I’d put it to you that all awards shows are something of a joke. Even awards shows that claim the audience chooses the winner, they didn’t choose the nominees, the industry did. So if your favorite movie wasn’t nominated but a rather boring or garbage movie did, of course you see the awards as something of a failure, the industry finding another way to pat itself on the back whether they actually deserve it or not. I don’t think there can be an actually fair and accurate process for choosing what was the best picture of that year. What they choose may not be what the audience chose, or what failed in the theater (which doesn’t seem to matter anyway) may be more successful on TV, streaming, or home video. Or it might get a cult following years later who got past the bad marketing of the original theatrical release and found a nearly lost gem of a movie.

Since my next intended article needs time to be written properly by post time and there’s nothing current I want to discuss, I’m grabbing a video by YouTube channel All Talking Pictures. In a video titles “What Each Best Picture Winner Tells Us About Hollywood”, the host goes over why the award and the Academy Awards/Oscars exists, and tries to figure out why each choice was made from the start of the Oscars to today. This came out two years ago post time so I don’t expect them to explain why Emilia Perez got nominated when everybody hates it and it became so controversial that they’re trying to figure out how to bury it without annoying the people they actually like (as in not the actual groups the movie is supposed to champion as they all hate it). I do think this will be an interesting look at past winners and what they were thinking, as well as the controversies of some of their choices. See if you can see the host’s own biases in his discussion. Also, he does drop a bit of swearing as he goes on.

So the silent movie got screwed over. They wanted to push it aside to force Hollywood to evolve, rather than let the silent movies get organically replaced by talkies. I wonder what things would be like today if that hadn’t happened? I don’t think the talkies would go away, but maybe more silent films would have been made. I’ve seen productions without dialog altogether, including the text on the screen, and they can tell some decent stories and you don’t have to worry about the language barrier, just maybe a cultural one or the occasional street sign or label. Charlie Chaplin was done dirty, folks.

As far as the Hayes Code, I’ll defend the Comics Code (and have) but that depends on how you use it. The Hayes Code was completely restrictive and cinema is better off without it. The modern day rating system is just fine…if modern Hollywood didn’t leave most family pictures to low budget studios who can’t afford to get their movies into theaters and look as cheap as they were made. I’d say bring back the Comics Code for kid-friendly comics, at least the final version that ditched some of the worst and dumbest restrictions, but we’re all better off without the Hayes Code.
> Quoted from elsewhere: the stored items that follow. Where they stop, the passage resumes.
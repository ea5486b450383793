//! Display order of loaded results: registry position first, then core index.

use crate::registry::HostRegistry;
use crate::results::ResultSet;

/// Anything that belongs to one core of one registered host.
pub trait HostRecord {
    fn hostname(&self) -> Option<&str>;

    /// Core the record was measured on. Records without one sort as core 0.
    fn core_index(&self) -> u64 {
        0
    }
}

impl HostRecord for ResultSet {
    fn hostname(&self) -> Option<&str> {
        ResultSet::hostname(self)
    }

    fn core_index(&self) -> u64 {
        self.experiment_core().unwrap_or(0)
    }
}

/// Order `records` by registry declaration order, then by ascending core
/// index within a host.
///
/// Records whose hostname is not in the registry are dropped; see
/// [`unmatched_hosts`] to find them. Ties keep their input order.
pub fn order_records<T, I>(registry: &HostRegistry, records: I) -> Vec<T>
where
    T: HostRecord,
    I: IntoIterator<Item = T>,
{
    let mut placed: Vec<(usize, u64, T)> = Vec::new();
    for record in records {
        let position = record.hostname().and_then(|h| registry.position(h));
        match position {
            Some(position) => {
                let core = record.core_index();
                placed.push((position, core, record));
            }
            None => {
                tracing::warn!(
                    hostname = record.hostname().unwrap_or("<none>"),
                    "dropping result set for host missing from registry"
                );
            }
        }
    }

    // stable: equal (host, core) keep input order
    placed.sort_by_key(|(position, core, _)| (*position, *core));
    placed.into_iter().map(|(_, _, record)| record).collect()
}

/// Order the result sets of one experiment output directory.
pub fn order_result_sets<I>(registry: &HostRegistry, sets: I) -> Vec<ResultSet>
where
    I: IntoIterator<Item = (String, ResultSet)>,
{
    order_records(registry, sets.into_iter().map(|(_, set)| set))
}

/// Hostnames (or `<none>`) of records the registry cannot place, sorted and
/// deduplicated.
pub fn unmatched_hosts<'a, T, I>(registry: &HostRegistry, records: I) -> Vec<String>
where
    T: HostRecord + 'a,
    I: IntoIterator<Item = &'a T>,
{
    let mut unmatched: Vec<String> = records
        .into_iter()
        .filter(|r| !r.hostname().is_some_and(|h| registry.contains(h)))
        .map(|r| r.hostname().unwrap_or("<none>").to_string())
        .collect();
    unmatched.sort();
    unmatched.dedup();
    unmatched
}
The second phase of musical is probably better cinema-wise because it takes advantage of being a movie rather than just being a Broadway production on film. The stage and the screen each have their own strengths and weaknesses. Occasionally a movie will remember that, either in tribute or something like what I’ve heard about Wicked, but even some modern stage shows have taken advantage of digital screens to offer unique experiences. Musicals seem like a dying art, though. It doesn’t feel like anyone really wants to make them and that’s kind of sad. I wasn’t a huge musical fan but I’ve seen some good ones and we are missing out.

The 1980s is where the host’s biased are most on display. None of the movies I enjoyed from the 1980s won best picture. I find it funny that Tron lost because the Academy considered using computers cheating, considering computers have now all but replaced the practical effect and nobody over there cares. I find nothing wrong with feel-good movies, lighthearted fun stories, or epics. I don’t want them to replace the more serious stuff but why can’t they exist together? He and I will have to agree to disagree, but trashing the 80s for not being his taste in movies to the point he “doesn’t want to talk about it anymore” shows how biased he is.
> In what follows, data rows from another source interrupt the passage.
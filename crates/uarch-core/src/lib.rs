//! uarch-core
//!
//! Shared pieces of the experiment analyzers: the results-block loader, the
//! host registry, display ordering, statistics and LaTeX cell formatting.

pub mod error;
pub mod latex;
pub mod ordering;
pub mod registry;
pub mod results;
pub mod stats;

pub use error::{DataError, LoadError, RegistryError, StatsError};
pub use ordering::{order_records, order_result_sets, unmatched_hosts, HostRecord};
pub use registry::{CoreDescriptor, HostEntry, HostRegistry};
pub use results::{load_out_dir, ResultSet};
pub use stats::{Direction, Signal};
Length does not make a movie better any more than being rated R does. If the movie needs to be longer, fine. However, there’s a reason long movies used to have intermissions, so the audience could stretch their legs, go to the restroom, or refresh their refreshments. Longer movies today are better watched at home, where you can pause the video or at least walk around the room or turn it up to go to the kitchen.

Remember when James Cameron made movies we wanted to see? Now we get Avatar and him spitting on his own legacy like The Terminator.

Return Of The King is also rare in that a fantasy movie won Best Picture. Fantasy and science fiction are usually ignored except for special effects or cinematography. Best Picture? I guess it has better odds than animation. Notice he didn’t mention how Beauty & The Beast getting nominated led to hurt feelings, a change in rules that shoved animation to the backyard, and the company that was started to push animation bending the knee and trying to do a live-action remake to please their fellow elitist snobs.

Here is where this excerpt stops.